I'll check back with you in a few weeks so you can see if I have many any progress. And, for those of you that keep desks like Andrew's, I could use any and all advice that you have.


Monday, June 15, 2009

Fix My Mixer

Dear Community,

A few weeks ago I decided to make my very first tart. Whenever I go to bakeries, I always think they are so pretty, but I'm cheap so I usually end up getting my finger prints all over the case pointing at everything and then I promptly leave. So, being a lover of DIY, I thought making one was a good solution to my unadulterated cheapness.

Oh my lord. Tarts are hard. Hard hard hard. And, not to ruin the suspense, but I never actually came out with a complete product. What I did come away with was an undying love for KitchenAid. If it was legal in the state of California, I would have married the entire company on the spot.

It started when I put about 8 cups of flour into my somewhat new food processor. Apparently 8 cups is about 6 cups too much because I ended up covered in flour with a faint smell of something burning and a non functional food processor. This is why I love DIY.

So being the righteous consumer I am, it took me all of 3 minutes to dig around for the KitchenAid 1-800 number (on a Saturday non the less!!) where I called up Shirley or Sherry or Sheila or something (I'm easily forgetful in a rage) to rant about my newly broken gadget.

And just like that, she sent me a new one. She asked me about 2 questions, decided it sounded pretty broken and had a brand new one at my door in 3 days- and KitchenAid isn't exactly right around the corner from where I live.

This is the kind of customer service I want in my life. And, to be honest, the reason I was so impressed with KitchenAid, is because it is a rarity in most of my consumer interactions.

And this is what I spend a good deal of my time thinking about these days. Yesterday I called the 1-800 on my shampoo (!!) bottle and Karen answered in 30 seconds and we chatted briefly about the ideal amount of shampoo to use (that said, Karen said very few people ring her up). This is what I want for AdWords- not that you call me up when you have questions about your shampoo (Karen can help you with that), but that everyone feel that, when they have a problem, there can be some immediate (or reasonably immediate) resolution.

And, I don't have any real answers about how we move closer to this. AdWords isn't like KitchenAid, and it certainly isn't like shampoo.
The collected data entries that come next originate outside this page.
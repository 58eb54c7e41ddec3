//! Host failures with a locale-aware rendering

use crate::wrapped::outermost;
use crate::EvalError;
use std::fmt;

/// A host failure that carries translated text next to its default message.
#[derive(Debug, Clone, PartialEq, Eq)]
pub struct LocalizedError {
    message: String,
    localized: String,
}

impl LocalizedError {
    /// Create a failure with its default and translated text
    pub fn new(message: impl Into<String>, localized: impl Into<String>) -> Self {
        Self {
            message: message.into(),
            localized: localized.into(),
        }
    }

    /// Get the default message
    pub fn message(&self) -> &str {
        &self.message
    }

    /// Get the translated message
    pub fn localized(&self) -> &str {
        &self.localized
    }
}

impl fmt::Display for LocalizedError {
    fn fmt(&self, f: &mut fmt::Formatter<'_>) -> fmt::Result {
        write!(f, "{}", self.message)
    }
}

impl std::error::Error for LocalizedError {}

/// Locale-aware text of a cause, or its `Display` text.
pub(crate) fn localized_text(cause: &anyhow::Error) -> String {
    let outer = outermost(cause);
    if let Some(localized) = outer.downcast_ref::<LocalizedError>() {
        localized.localized().to_string()
    } else if let Some(err) = outer.downcast_ref::<EvalError>() {
        err.localized_message().into_owned()
    } else {
        cause.to_string()
    }
}

#[cfg(test)]
mod tests {
    use super::*;

    #[test]
    fn test_localized_text() {
        let cause = anyhow::Error::new(LocalizedError::new("not found", "introuvable"));
        assert_eq!(localized_text(&cause), "introuvable");
        assert_eq!(cause.to_string(), "not found");
    }

    #[test]
    fn test_localized_text_fallback() {
        let cause = anyhow::anyhow!("timeout");
        assert_eq!(localized_text(&cause), "timeout");

        let cause = anyhow::Error::new(EvalError::syntax("missing )"));
        assert_eq!(localized_text(&cause), "missing )");
    }

    #[test]
    fn test_localized_text_keeps_context() {
        let cause = anyhow::Error::new(LocalizedError::new("not found", "introuvable"))
            .context("loading locale");
        assert_eq!(localized_text(&cause), "loading locale");
    }
}
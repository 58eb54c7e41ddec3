//! Normalizing host results at call sites

use crate::{wrap_error, Result};

/// Extension for results coming back from host code.
pub trait ResultExt<T> {
    /// Normalize the error through [`wrap_error`]
    fn wrap_err(self) -> Result<T>;
}

impl<T, E> ResultExt<T> for std::result::Result<T, E>
where
    E: Into<anyhow::Error>,
{
    fn wrap_err(self) -> Result<T> {
        self.map_err(wrap_error)
    }
}
//! Failures raised while invoking host members reflectively

use crate::Wrapper;
use std::any::Any;
use std::fmt;

/// Invoking a host member raised `target`.
///
/// The invocation layer itself carries no diagnostic value once the target
/// is known, so [`wrap_error`](crate::wrap_error) discards it.
pub struct InvocationError {
    member: String,
    target: anyhow::Error,
}

impl InvocationError {
    /// Record that invoking `member` raised `target`
    pub fn new(member: impl Into<String>, target: impl Into<anyhow::Error>) -> Self {
        Self {
            member: member.into(),
            target: target.into(),
        }
    }

    /// Name of the member that was invoked
    pub fn member(&self) -> &str {
        &self.member
    }

    /// The failure raised by the member
    pub fn target(&self) -> &anyhow::Error {
        &self.target
    }

    /// Take the target out, discarding the invocation layer
    pub fn into_target(self) -> anyhow::Error {
        self.target
    }
}

/// Call a host member, attributing its failure to `member`.
pub fn invoke<T, E>(
    member: &str,
    call: impl FnOnce() -> Result<T, E>,
) -> Result<T, InvocationError>
where
    E: Into<anyhow::Error>,
{
    call().map_err(|target| InvocationError::new(member, target))
}

impl Wrapper for InvocationError {
    fn unwrap(&self) -> &(dyn Any + Send + Sync) {
        &self.target
    }
}

impl fmt::Display for InvocationError {
    fn fmt(&self, f: &mut fmt::Formatter<'_>) -> fmt::Result {
        write!(f, "invocation of `{}` failed", self.member)
    }
}

impl fmt::Debug for InvocationError {
    fn fmt(&self, f: &mut fmt::Formatter<'_>) -> fmt::Result {
        f.debug_struct("InvocationError")
            .field("member", &self.member)
            .field("target", &self.target)
            .finish()
    }
}

impl std::error::Error for InvocationError {
    fn source(&self) -> Option<&(dyn std::error::Error + 'static)> {
        Some(&*self.target)
    }
}
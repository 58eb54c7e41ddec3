//! Host failures carried inside the evaluator error type.
//!
//! [`wrap_error`] is the entry point for everything the host raises: it
//! peels reflective [`InvocationError`] layers, passes evaluator errors
//! through untouched and wraps whatever is left in a [`WrappedError`].

use crate::localized::localized_text;
use crate::{EvalError, InvocationError};
use std::any::Any;
use std::backtrace::{Backtrace, BacktraceStatus};
use std::fmt;

/// Prefix of every wrapped error message
pub const WRAPPED_PREFIX: &str = "wrapped error of ";

/// Values that stand in for another value and can hand it back.
///
/// Generic unwrapping code in the runtime uses this to reach the original
/// host value without knowing the concrete wrapper type.
pub trait Wrapper {
    /// Get the wrapped value
    fn unwrap(&self) -> &(dyn Any + Send + Sync);
}

/// A host failure adapted to the evaluator error type.
///
/// The cause is owned by the adapter. A backtrace snapshot is taken when the
/// adapter is built; it is empty when backtraces are disabled through
/// `RUST_LIB_BACKTRACE` / `RUST_BACKTRACE` or unsupported on the platform.
pub struct WrappedError {
    cause: anyhow::Error,
    snapshot: Backtrace,
}

impl WrappedError {
    /// Wrap an existing failure
    pub fn new(cause: impl Into<anyhow::Error>) -> Self {
        Self {
            cause: cause.into(),
            snapshot: Backtrace::capture(),
        }
    }

    /// The message, rendered from the cause
    pub fn message(&self) -> String {
        format!("{}{}", WRAPPED_PREFIX, self.cause)
    }

    /// The locale-aware message, rendered from the cause.
    ///
    /// Causes without a localized rendering use their `Display` text.
    pub fn localized_message(&self) -> String {
        format!("{}{}", WRAPPED_PREFIX, localized_text(&self.cause))
    }

    /// The failure passed to [`WrappedError::new`]
    pub fn cause(&self) -> &anyhow::Error {
        &self.cause
    }

    /// Take the cause out, dropping the snapshot
    pub fn into_cause(self) -> anyhow::Error {
        self.cause
    }

    /// Backtrace taken when this adapter was built
    pub fn snapshot(&self) -> &Backtrace {
        &self.snapshot
    }

    /// Check whether the snapshot holds captured frames
    pub fn has_snapshot(&self) -> bool {
        self.snapshot.status() == BacktraceStatus::Captured
    }
}

impl Wrapper for WrappedError {
    fn unwrap(&self) -> &(dyn Any + Send + Sync) {
        &self.cause
    }
}

impl fmt::Display for WrappedError {
    fn fmt(&self, f: &mut fmt::Formatter<'_>) -> fmt::Result {
        write!(f, "{}{}", WRAPPED_PREFIX, self.cause)
    }
}

impl fmt::Debug for WrappedError {
    fn fmt(&self, f: &mut fmt::Formatter<'_>) -> fmt::Result {
        f.debug_struct("WrappedError")
            .field("cause", &self.cause)
            .field("snapshot", &self.snapshot.status())
            .finish()
    }
}

impl std::error::Error for WrappedError {
    fn source(&self) -> Option<&(dyn std::error::Error + 'static)> {
        Some(&*self.cause)
    }
}

/// Normalize any failure into an [`EvalError`].
///
/// - Reflective [`InvocationError`]s are replaced by their target, repeatedly,
///   until a non-invocation failure is reached.
/// - An [`EvalError`] (or a bare [`WrappedError`]) is returned as is.
/// - Anything else is wrapped in a new [`WrappedError`].
///
/// Only the outermost error is classified. A failure carrying `anyhow`
/// context is wrapped whole, so neither the context nor the error beneath it
/// is lost.
pub fn wrap_error(failure: impl Into<anyhow::Error>) -> EvalError {
    let mut current = failure.into();
    let mut depth = 0usize;

    let failure = loop {
        match take_outermost::<InvocationError>(current) {
            Ok(invocation) => {
                depth += 1;
                tracing::trace!(member = invocation.member(), depth, "unwrapping invocation failure");
                current = invocation.into_target();
            }
            Err(other) => break other,
        }
    };

    let failure = match take_outermost::<EvalError>(failure) {
        Ok(err) => {
            tracing::debug!(
                kind = %err.kind(),
                script = err.kind().is_script(),
                depth,
                "passing evaluator error through"
            );
            return err;
        }
        Err(other) => other,
    };

    match take_outermost::<WrappedError>(failure) {
        Ok(wrapped) => {
            tracing::debug!(depth, "passing wrapped error through");
            wrapped.into()
        }
        Err(other) => {
            tracing::debug!(cause = %other, depth, "wrapping host failure");
            WrappedError::new(other).into()
        }
    }
}

/// The outermost error of `failure`; a context layer counts as one.
pub(crate) fn outermost(failure: &anyhow::Error) -> &(dyn std::error::Error + 'static) {
    &**failure
}

/// Move `T` out of `failure` when it is the outermost error.
///
/// `anyhow::Error::downcast` also matches the context or the inner error of a
/// context layer, which would drop the other half.
fn take_outermost<T>(failure: anyhow::Error) -> Result<T, anyhow::Error>
where
    T: std::error::Error + Send + Sync + 'static,
{
    if outermost(&failure).is::<T>() {
        failure.downcast::<T>()
    } else {
        Err(failure)
    }
}

#[cfg(test)]
mod tests {
    use super::*;
    use crate::{ErrorKind, LocalizedError};

    #[derive(Debug)]
    struct DiskFull;

    impl fmt::Display for DiskFull {
        fn fmt(&self, f: &mut fmt::Formatter<'_>) -> fmt::Result {
            write!(f, "disk full")
        }
    }

    impl std::error::Error for DiskFull {}

    #[test]
    fn test_message() {
        let wrapped = WrappedError::new(DiskFull);
        assert_eq!(wrapped.message(), "wrapped error of disk full");
        assert_eq!(wrapped.to_string(), wrapped.message());
    }

    #[test]
    fn test_localized_message_falls_back_to_display() {
        let wrapped = WrappedError::new(DiskFull);
        assert_eq!(wrapped.localized_message(), wrapped.message());
    }

    #[test]
    fn test_localized_message_uses_cause_rendering() {
        let wrapped = WrappedError::new(LocalizedError::new("disk full", "disque plein"));
        assert_eq!(wrapped.message(), "wrapped error of disk full");
        assert_eq!(wrapped.localized_message(), "wrapped error of disque plein");
    }

    #[test]
    fn test_unwrap_is_cause() {
        let wrapped = WrappedError::new(DiskFull);
        let unwrapped = Wrapper::unwrap(&wrapped)
            .downcast_ref::<anyhow::Error>()
            .expect("cause is an anyhow::Error");

        assert!(std::ptr::eq(unwrapped, wrapped.cause()));
        assert!(unwrapped.is::<DiskFull>());
    }

    #[test]
    fn test_context_layer_is_wrapped_whole() {
        let failure = anyhow::Error::new(EvalError::syntax("unexpected token"))
            .context("while loading prelude");
        let err = wrap_error(failure);

        assert_eq!(err.kind(), ErrorKind::Wrapped);
        assert_eq!(err.message(), "wrapped error of while loading prelude");
        assert!(err.wrapped().expect("wrapped").cause().is::<EvalError>());
    }

    #[test]
    fn test_wrap_plain_failure() {
        let err = wrap_error(DiskFull);
        assert_eq!(err.kind(), ErrorKind::Wrapped);
        assert_eq!(err.message(), "wrapped error of disk full");

        let wrapped = err.wrapped().expect("host failure is wrapped");
        assert!(wrapped.cause().is::<DiskFull>());
    }

    #[test]
    fn test_pass_through_eval_error() {
        let err = wrap_error(EvalError::syntax("syntax error").with_operation("parser::parse"));
        assert_eq!(err.kind(), ErrorKind::Syntax);
        assert_eq!(err.message(), "syntax error");
        assert_eq!(err.operation(), "parser::parse");
        assert!(err.wrapped().is_none());
    }

    #[test]
    fn test_bare_wrapped_error_is_not_rewrapped() {
        let err = wrap_error(WrappedError::new(DiskFull));
        let wrapped = err.wrapped().expect("still wrapped");
        assert!(wrapped.cause().is::<DiskFull>());
        assert_eq!(err.message(), "wrapped error of disk full");
    }

    #[test]
    fn test_unwraps_invocation_target() {
        let err = wrap_error(InvocationError::new("File.write", DiskFull));
        let wrapped = err.wrapped().expect("target is wrapped");
        assert!(wrapped.cause().is::<DiskFull>());
    }

    #[test]
    fn test_anyhow_message_failure() {
        let err = wrap_error(anyhow::anyhow!("socket closed"));
        assert_eq!(err.message(), "wrapped error of socket closed");
    }
}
But, in the same breath, we are a product, purchased by consumers, and as long as I can get a new food processor in 36 hours, we have to realize that we exist in a support community where people demand a lot of their companies. And they should because we can do it. And I think we will.

I'm still looking for a good tart recipe, if people have any recommendations, send them my way.

The Panda Dilemma

Dear Community,

A few weeks ago I started posting a daily Panda picture on my Twitter stream. Its just a picture, no comments, no follow up on how to increase your AdWords ROI- just a rolly polly panda- sometimes even two or three of them. And, as I'm sure many of you Twitter fanatics do, I post the link to the pictures using a tinyURL so I can see just how many people also love pandas.

As it turns out- lots of people love pandas. In fact, Allison, who sits next to me (and who you will all get to meet in detail in a later post) asked that I post a video on AdWords optimization (a really cute video I will add) and to her absolute dismay- the pandas got more clicks than the video.

Which is why I am now sharing this blog with you, because its not that pandas are more interesting than optimization videos- its that we need both. You can borrow sugar from your neighbor because you feel like you know them. If you got a random bag of white sugary looking substance in the mail from some "weirdo" online, you would/should probably call the police.

And, while I know that we may never be sugar sharing neighbors (some of you health nuts out there probably wouldn't even want my sugar), I would like our online communities to move in this direction- where Pandas meet AdWords.

Which is a long winded wind up, simply to say: welcome to my blog.